Multiple Shooting is generally used in Boundary Value Problems (BVP) and is more robust than the regular objective function used in these problems. It proceeds as follows:

1. Divide up the time span into short time periods and solve the equation

with the current parameters which here consist of both, the parameters of the differential equations and also the initial values for the short time periods.

1. This objective additionally involves a discontinuity error term that imposes

higher cost if the end of the solution of one time period doesn't match the beginning of the next one.

1. Merge the solutions from the shorter intervals and then calculate the loss.

For consistency `multiple_shooting_objective` takes exactly the same arguments as `build_loss_objective`. It also has the option for `discontinuity_error` as a keyword argument which assigns weight to the error occurring due to the discontinuity that arises from the breaking up of the time span.

### Two Stage method (Non-Parametric Collocation)
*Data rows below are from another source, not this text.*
//! Deterministic stand-ins for the external proving backends.
//!
//! They keep enough bookkeeping to make the builder's value flow and
//! signature digest observable, and can be told to fail at each stage.

use std::fmt;
use std::marker::PhantomData;

use serde::Serialize;

use crate::models::blockchain::amount::Amount;
use crate::models::blockchain::block_height::BlockHeight;
use crate::models::blockchain::digest::blake2b_personal;
use crate::models::blockchain::digest::Hash256;
use crate::models::blockchain::shielded::bundle::AuthorizedBundle;
use crate::models::blockchain::shielded::bundle::BundleBackend;
use crate::models::blockchain::shielded::bundle::BundleError;
use crate::models::blockchain::shielded::bundle::Recipient;
use crate::models::blockchain::shielded::bundle::SpendInfo;
use crate::models::blockchain::shielded::bundle::UnauthorizedBundle;
use crate::models::blockchain::shielded::orchard::OrchardRawAddress;
use crate::models::blockchain::shielded::orchard::OrchardSpendingKey;
use crate::models::blockchain::shielded::sapling::SaplingExtendedSpendingKey;
use crate::models::blockchain::shielded::sapling::SaplingPaymentAddress;
use crate::models::blockchain::shielded::sapling::EXTENDED_SPENDING_KEY_SIZE;
use crate::models::blockchain::shielded::OutgoingViewingKey;
use crate::models::blockchain::shielded::ShieldedPool;
use crate::models::blockchain::sprout::joinsplit::JsInput;
use crate::models::blockchain::sprout::keys::SproutSpendingKey;
use crate::models::blockchain::sprout::merkle_tree::MerkleTreeError;
use crate::models::blockchain::sprout::merkle_tree::SproutMerkleTree;
use crate::models::blockchain::sprout::merkle_tree::SproutWitness;
use crate::models::blockchain::sprout::note::SproutNote;
use crate::models::blockchain::sprout::prover::JoinSplitStatement;
use crate::models::blockchain::sprout::prover::ProofError;
use crate::models::blockchain::sprout::prover::SproutProof;
use crate::models::blockchain::sprout::prover::SproutProver;
use crate::models::blockchain::sprout::prover::SPROUT_PROOF_SIZE;
use crate::models::state::wallet::sprout_tree_view::InMemorySproutTrees;

/// Records spends and recipients and "proves" by hashing them.
pub struct MockBundleBackend<K, A> {
    pool: ShieldedPool,
    spends: Vec<SpendInfo<A>>,
    recipients: Vec<Recipient<A>>,

    pub reject_spends: bool,
    pub fail_finalize: bool,
    pub fail_sign: bool,
    /// reported by `finalize`, off by one zatoshi.
    pub misreport_balance: bool,

    key_type: PhantomData<fn() -> K>,
}

pub type MockSaplingBackend = MockBundleBackend<SaplingExtendedSpendingKey, SaplingPaymentAddress>;
pub type MockOrchardBackend = MockBundleBackend<OrchardSpendingKey, OrchardRawAddress>;

impl MockSaplingBackend {
    pub fn sapling() -> Self {
        Self::for_pool(ShieldedPool::Sapling)
    }
}

impl MockOrchardBackend {
    pub fn orchard() -> Self {
        Self::for_pool(ShieldedPool::Orchard)
    }
}

impl<K, A> MockBundleBackend<K, A> {
    fn for_pool(pool: ShieldedPool) -> Self {
        Self {
            pool,
            spends: vec![],
            recipients: vec![],
            reject_spends: false,
            fail_finalize: false,
            fail_sign: false,
            misreport_balance: false,
            key_type: PhantomData,
        }
    }

    pub fn rejecting_spends(mut self) -> Self {
        self.reject_spends = true;
        self
    }

    pub fn failing_finalize(mut self) -> Self {
        self.fail_finalize = true;
        self
    }

    pub fn failing_sign(mut self) -> Self {
        self.fail_sign = true;
        self
    }

    pub fn misreporting_balance(mut self) -> Self {
        self.misreport_balance = true;
        self
    }
}

impl<K, A: fmt::Debug> fmt::Debug for MockBundleBackend<K, A> {
    fn fmt(&self, f: &mut fmt::Formatter<'_>) -> fmt::Result {
        f.debug_struct("MockBundleBackend")
            .field("pool", &self.pool)
            .field("spends", &self.spends.len())
            .field("recipients", &self.recipients.len())
            .finish_non_exhaustive()
    }
}

impl<K, A> BundleBackend for MockBundleBackend<K, A>
where
    K: Clone + fmt::Debug + Send + AsRef<[u8]>,
    A: Clone + fmt::Debug + Send + Serialize,
{
    type SpendingKey = K;
    type Address = A;

    fn pool(&self) -> ShieldedPool {
        self.pool
    }

    fn add_spend(&mut self, _key: &K, spend: SpendInfo<A>) -> Result<(), BundleError> {
        if self.reject_spends {
            return Err(BundleError::SpendRejected {
                pool: self.pool,
                reason: "mock backend rejects spends".to_string(),
            });
        }
        self.spends.push(spend);
        Ok(())
    }

    fn add_recipient(&mut self, recipient: Recipient<A>) -> Result<(), BundleError> {
        self.recipients.push(recipient);
        Ok(())
    }

    fn has_actions(&self) -> bool {
        !self.spends.is_empty() || !self.recipients.is_empty()
    }

    fn value_balance(&self) -> Amount {
        let spent: Amount = self.spends.iter().map(|s| s.value).sum();
        let sent: Amount = self.recipients.iter().map(|r| r.value).sum();
        spent - sent
    }

    fn change_ovk(&self, key: &K) -> OutgoingViewingKey {
        OutgoingViewingKey(blake2b_personal(b"MockBackendOvk__", &[key.as_ref()]).to_bytes())
    }

    fn finalize(
        &mut self,
        _target_height: BlockHeight,
    ) -> Result<Option<UnauthorizedBundle>, BundleError> {
        if self.fail_finalize {
            return Err(BundleError::Proving {
                pool: self.pool,
                reason: "mock backend fails to finalize".to_string(),
            });
        }
        if !self.has_actions() {
            return Ok(None);
        }

        let effects = bincode::serialize(&(&self.spends, &self.recipients)).map_err(|e| {
            BundleError::Proving {
                pool: self.pool,
                reason: e.to_string(),
            }
        })?;
        let value_balance = if self.misreport_balance {
            self.value_balance() + Amount::from_zat(1)
        } else {
            self.value_balance()
        };
        Ok(Some(UnauthorizedBundle {
            pool: self.pool,
            value_balance,
            num_spends: self.spends.len(),
            num_outputs: self.recipients.len(),
            effects,
        }))
    }

    fn sign(
        &mut self,
        bundle: UnauthorizedBundle,
        keys: &[K],
        sighash: &Hash256,
    ) -> Result<AuthorizedBundle, BundleError> {
        if self.fail_sign {
            return Err(BundleError::Signing {
                pool: self.pool,
                reason: "mock backend fails to sign".to_string(),
            });
        }
        if keys.len() != bundle.num_spends {
            return Err(BundleError::Signing {
                pool: self.pool,
                reason: format!("{} keys for {} spends", keys.len(), bundle.num_spends),
            });
        }

        let mut authorization = sighash.to_bytes().to_vec();
        for key in keys {
            let signature = blake2b_personal(b"MockBackendSig__", &[sighash.as_bytes(), key.as_ref()]);
            authorization.extend_from_slice(signature.as_bytes());
        }
        Ok(bundle.authorize(authorization))
    }
}

/// "Proves" a JoinSplit by hashing its public inputs, after checking that
/// they are consistent with the private witness.
#[derive(Debug, Clone, Default)]
pub struct MockSproutProver {
    pub fail: bool,
}

impl MockSproutProver {
    pub fn new() -> Self {
        Default::default()
    }

    pub fn failing() -> Self {
        Self { fail: true }
    }
}

impl SproutProver for MockSproutProver {
    fn prove(&self, statement: &JoinSplitStatement<'_>) -> Result<SproutProof, ProofError> {
        if self.fail {
            return Err(ProofError("mock prover configured to fail".to_string()));
        }

        for (i, input) in statement.inputs.iter().enumerate() {
            if input.nullifier() != statement.nullifiers[i] {
                return Err(ProofError(format!("nullifier {i} does not match input")));
            }
        }
        for (i, note) in statement.output_notes.iter().enumerate() {
            if note.commitment() != statement.commitments[i] {
                return Err(ProofError(format!("commitment {i} does not match output")));
            }
        }

        let digest = blake2b_personal(
            b"MockSproutProof_",
            &[
                statement.anchor.as_bytes(),
                statement.h_sig.as_bytes(),
                statement.commitments[0].as_bytes(),
                statement.commitments[1].as_bytes(),
                &statement.vpub_old.to_le_bytes(),
                &statement.vpub_new.to_le_bytes(),
            ],
        );
        let proof = digest
            .as_bytes()
            .iter()
            .copied()
            .cycle()
            .take(SPROUT_PROOF_SIZE)
            .collect();
        Ok(SproutProof::from_bytes(proof))
    }
}

/// A Sapling extended spending key whose bytes are all `seed`.
pub fn sapling_key(seed: u8) -> SaplingExtendedSpendingKey {
    SaplingExtendedSpendingKey::from_bytes([seed; EXTENDED_SPENDING_KEY_SIZE])
}

pub fn sapling_address(seed: u8) -> SaplingPaymentAddress {
    SaplingPaymentAddress::from_bytes([seed; 43])
}

pub fn orchard_key(seed: u8) -> OrchardSpendingKey {
    OrchardSpendingKey::from_bytes([seed; 32])
}

pub fn orchard_address(seed: u8) -> OrchardRawAddress {
    OrchardRawAddress::from_bytes([seed; 43])
}

/// Sprout notes of `values`, all owned by `key`, committed to one tree that
/// is registered in a tree view. The inputs' witnesses share the tree's root
/// as anchor.
pub fn sprout_inputs(
    key: &SproutSpendingKey,
    values: &[Amount],
) -> Result<(InMemorySproutTrees, Vec<JsInput>), MerkleTreeError> {
    let mut rng = rand::rng();
    let address = key.address();
    let notes: Vec<SproutNote> = values
        .iter()
        .map(|value| SproutNote::random_to(&address, *value, &mut rng))
        .collect();

    // witness each note at its own position, then bring every witness up to
    // the final tree
    let mut tree = SproutMerkleTree::new();
    let mut witnesses: Vec<SproutWitness> = vec![];
    for note in &notes {
        tree.append(note.commitment())?;
        for witness in &mut witnesses {
            witness.append(note.commitment())?;
        }
        witnesses.push(tree.witness());
    }

    let mut trees = InMemorySproutTrees::new();
    trees.insert(tree);
    let inputs = notes
        .into_iter()
        .zip(witnesses)
        .map(|(note, witness)| JsInput::new(witness, note, key.clone()))
        .collect();
    Ok((trees, inputs))
}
The two-stage method is a collocation method for estimating parameters without requiring repeated solving of the differential equation. It does so by determining a smoothed estimated trajectory of the data (local quadratic polynomial fit by least squares) and optimizing the derivative function and the data's timepoints to match the derivatives of the smoothed trajectory. This method has less accuracy than other methods but is much faster, and is a good method to try first to get in the general "good parameter" region, to then finish using one of the other methods.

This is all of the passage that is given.